The state of machine downtime measurement today

Let’s start with some troubling statistics about machine downtime that should be keeping every plant manager up at night. According to the American Productivity and Quality Center (APQC), unplanned machine downtime accounts for 4% of scheduled run time for those industrial plants in the Median category. For bottom performers, unplanned downtime accounts for 6% of scheduled run time. If we translate this into revenue terms, out of every twenty dollars, between $0.40 and $1.20 is lost due to unplanned downtime.

As troubling as the numbers above are, experts Dave Crumrine and Doug Post claim that 80% of industrial plants cannot estimate downtime with accuracy.

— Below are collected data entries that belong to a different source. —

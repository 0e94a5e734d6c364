//! Progress reporting: thin wrapper around `indicatif` bars.

use indicatif::{ProgressBar, ProgressStyle};

fn styled(pb: ProgressBar, template: &str) -> ProgressBar {
    let style = ProgressStyle::with_template(template)
        .expect("static progress template")
        .progress_chars("█▉▊▋▌▍▎▏  ");
    pb.set_style(style);
    pb.enable_steady_tick(std::time::Duration::from_millis(100));
    pb
}

/// A small, ergonomic progress handle. `ProgressScope::bytes(..)` or
/// `ProgressScope::count(..)` to create, `inc(..)` to advance, `finish(msg)`
/// to finalize. `ProgressScope::disabled()` draws nothing.
pub struct ProgressScope {
    pb: ProgressBar,
}

impl ProgressScope {
    pub fn bytes<T: Into<String>>(label: T, total_bytes: u64) -> Self {
        let pb = styled(
            ProgressBar::new(total_bytes),
            "{spinner:.green} {msg} {bytes:>10}/{total_bytes:<10} [{bar:.cyan/blue}] {percent:>3}%  \
             {bytes_per_sec}  elapsed: {elapsed_precise}  eta: {eta_precise}",
        );
        pb.set_message(label.into());
        Self { pb }
    }

    pub fn count<T: Into<String>>(label: T, total: u64) -> Self {
        let pb = styled(
            ProgressBar::new(total),
            "{spinner:.green} {msg} {pos}/{len} [{bar:.cyan/blue}] {percent:>3}%  \
             it/s: {per_sec}  elapsed: {elapsed_precise}  eta: {eta_precise}",
        );
        pb.set_message(label.into());
        Self { pb }
    }

    pub fn disabled() -> Self {
        Self { pb: ProgressBar::hidden() }
    }

    #[inline]
    pub fn inc(&self, delta: u64) {
        self.pb.inc(delta);
    }

    pub fn finish<T: Into<String>>(&self, msg: T) {
        self.pb.finish_with_message(msg.into());
    }
}
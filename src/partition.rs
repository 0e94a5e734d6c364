//! Corpus re-partitioning: month shards keyed on `created_at`, and near-equal
//! fold shards for annotation hand-off.

use crate::date::{ym_from_created_at, YearMonth};
use crate::key_index::KeyIndex;
use crate::paths::{fold_shard_name, month_shard_name, ShardFile};
use crate::record::{canonical_id, created_at};
use crate::store::{for_each_line, for_each_record, ParsePolicy, ShardWriter};
use anyhow::{bail, Context, Result};
use std::collections::btree_map::Entry;
use std::collections::BTreeMap;
use std::fs;
use std::path::Path;

/// What a month-partitioning pass did.
#[derive(Clone, Debug, Default)]
pub struct PartitionReport {
    pub months: BTreeMap<YearMonth, u64>,
    /// Records dropped as corpus-wide duplicates.
    pub duplicates: u64,
    /// Records without a parseable `created_at`.
    pub undated: u64,
    /// Records without an id (cannot participate in dedup, dropped).
    pub missing_id: u64,
    pub skipped_lines: u64,
}

/// Re-partition a corpus into calendar-month shards `YYYY-MM.jsonl` under
/// `dst_dir`, deduplicating by id across the whole corpus as it goes.
/// Within a month, records keep their source order. Each month shard is
/// staged and promoted atomically.
pub fn partition_by_month(
    shards: &[ShardFile],
    dst_dir: &Path,
    read_buf_bytes: usize,
    write_buf_bytes: usize,
    policy: ParsePolicy,
) -> Result<PartitionReport> {
    fs::create_dir_all(dst_dir)
        .with_context(|| format!("create output dir {}", dst_dir.display()))?;

    let mut report = PartitionReport::default();
    let mut index = KeyIndex::new();
    let mut writers: BTreeMap<YearMonth, ShardWriter> = BTreeMap::new();

    for shard in shards {
        let skipped = for_each_record(&shard.path, read_buf_bytes, policy, |line, val| {
            let Some(id) = canonical_id(val) else {
                report.missing_id += 1;
                return Ok(());
            };
            if !index.insert(id) {
                report.duplicates += 1;
                return Ok(());
            }
            let Some(ym) = created_at(val).and_then(ym_from_created_at) else {
                report.undated += 1;
                return Ok(());
            };
            let writer = match writers.entry(ym) {
                Entry::Occupied(e) => e.into_mut(),
                Entry::Vacant(v) => {
                    let path = dst_dir.join(month_shard_name(ym));
                    v.insert(ShardWriter::create(&path, write_buf_bytes)?)
                }
            };
            writer.write_line(line)?;
            *report.months.entry(ym).or_insert(0) += 1;
            Ok(())
        })
        .with_context(|| format!("partition {}", shard.name))?;
        report.skipped_lines += skipped;
    }

    for (_, w) in writers {
        w.finish()?;
    }
    Ok(report)
}

/// Divide a corpus into `folds` near-equal shards `sample_<k>.jsonl` under
/// `dst_dir`, preserving source order. Two streaming passes: count, then
/// write; chunk size is `total / folds + 1`.
pub fn split_corpus(
    shards: &[ShardFile],
    dst_dir: &Path,
    folds: usize,
    read_buf_bytes: usize,
    write_buf_bytes: usize,
) -> Result<Vec<(String, u64)>> {
    if folds == 0 {
        bail!("fold count must be at least 1");
    }
    fs::create_dir_all(dst_dir)
        .with_context(|| format!("create output dir {}", dst_dir.display()))?;

    let mut total: u64 = 0;
    for shard in shards {
        for_each_line(&shard.path, read_buf_bytes, |_| {
            total += 1;
            Ok(())
        })?;
    }
    if total == 0 {
        return Ok(Vec::new());
    }
    let chunk = total / folds as u64 + 1;

    let mut out: Vec<(String, u64)> = Vec::new();
    let mut writer: Option<ShardWriter> = None;
    let mut in_fold: u64 = 0;
    let mut fold_no: usize = 0;

    for shard in shards {
        for_each_line(&shard.path, read_buf_bytes, |line| {
            if writer.is_none() || in_fold == chunk {
                if let Some(w) = writer.take() {
                    w.finish()?;
                }
                fold_no += 1;
                let name = fold_shard_name(fold_no);
                writer = Some(ShardWriter::create(&dst_dir.join(&name), write_buf_bytes)?);
                out.push((name, 0));
                in_fold = 0;
            }
            writer.as_mut().expect("writer set above").write_line(line)?;
            in_fold += 1;
            out.last_mut().expect("fold pushed above").1 += 1;
            Ok(())
        })?;
    }
    if let Some(w) = writer.take() {
        w.finish()?;
    }
    Ok(out)
}
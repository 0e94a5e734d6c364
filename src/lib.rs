mod config;
mod date;
mod paths;
mod store;
mod util;

mod filters;
mod key_index;
mod merge;
mod record;

mod counting;
mod partition;
mod pipeline;
mod progress;

pub use crate::config::{
    load_bot_list, load_conspiracy_keywords, load_id_list, merge_extra_author_exclusions, BotList,
    CleanOptions,
};
pub use crate::date::{ym_from_created_at, YearMonth};
pub use crate::pipeline::{CleanReport, CorpusClean};

pub use crate::filters::{compile_prefix_patterns, DropCause, Filter, FilterChain, Verdict};
pub use crate::key_index::KeyIndex;
pub use crate::merge::{merge_shard, MergeCfg, MergeMode, MergeOutcome};
pub use crate::record::{author_id, canonical_id, created_at, lang, text};

// Shard I/O primitives for application code.
pub use crate::paths::{discover_shards, fold_shard_name, month_shard_name, ShardFile};
pub use crate::store::{for_each_line, for_each_record, ParsePolicy, ShardReader, ShardWriter};

// Stats & re-partitioning.
pub use crate::counting::CorpusStats;
pub use crate::partition::PartitionReport;

// Expose progress helper and robust file ops so binaries can import from crate root.
pub use crate::progress::ProgressScope;
pub use crate::util::{
    append_with_backoff, create_with_backoff, init_tracing_once, open_with_backoff,
    remove_with_backoff, replace_file_atomic_backoff,
};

Furthermore, in many facilities downtime is underestimated by 200-300%. If these numbers are accurate, then it is quite possible that in some industrial plants four out of twenty dollars is lost due to downtime.

Downtime cost 101: how to quantify unscheduled downtime.

The formula to calculate the dollar cost and production lost by downtime is simple. Here is a basic formula used for True Downtime Cost:

Downtime Dollars ={Tangible Cost (Lost Revenue + Labor Costs + Cost of Excess Capacity) + Intangible Costs}

Tangible costs are broken down into their individual components:

Lost revenue. The opportunity cost of lost production. If 10 units are produced in an hour, and the revenue for each unit is 10 dollars, then the lost revenue is 100 dollars.

Labor costs. When machinery is inoperable, plant workers are unproductive and cannot be reassigned during waiting periods. The labor cost per employee is included in true downtime cost.

Another item in labor cost is the repair cost premium. When downtime is unscheduled, repair crews may need to leave other job sites and reprioritise their tasks. Spare parts and other equipment may also need to be ordered. The time wasted on waiting for repair crews and parts to arrive adds a further cost element to the true downtime cost.

Cost of excess capacity. Industrial plants need to carry excess production capacity in case of spikes in demand. Unscheduled downtime reduces capacity and necessitates additional extra capacity. The dollar cost of this additional capacity is a line item included in true downtime cost.

Intangible costs are broken down as follows:

  • Stress. Although a dollar figure cannot be assigned to stress, unplanned Downtime is disruptive to the overall production plant. In crisis mode, every minute becomes important and employees rush to identify the cause of the failure and to restore production. This takes on a toll on morale and ultimately productivity.
  • Innovation. When employees are assigned to stressful tasks of restoring failed production line, this limits their ability to add value and come up with creative ideas.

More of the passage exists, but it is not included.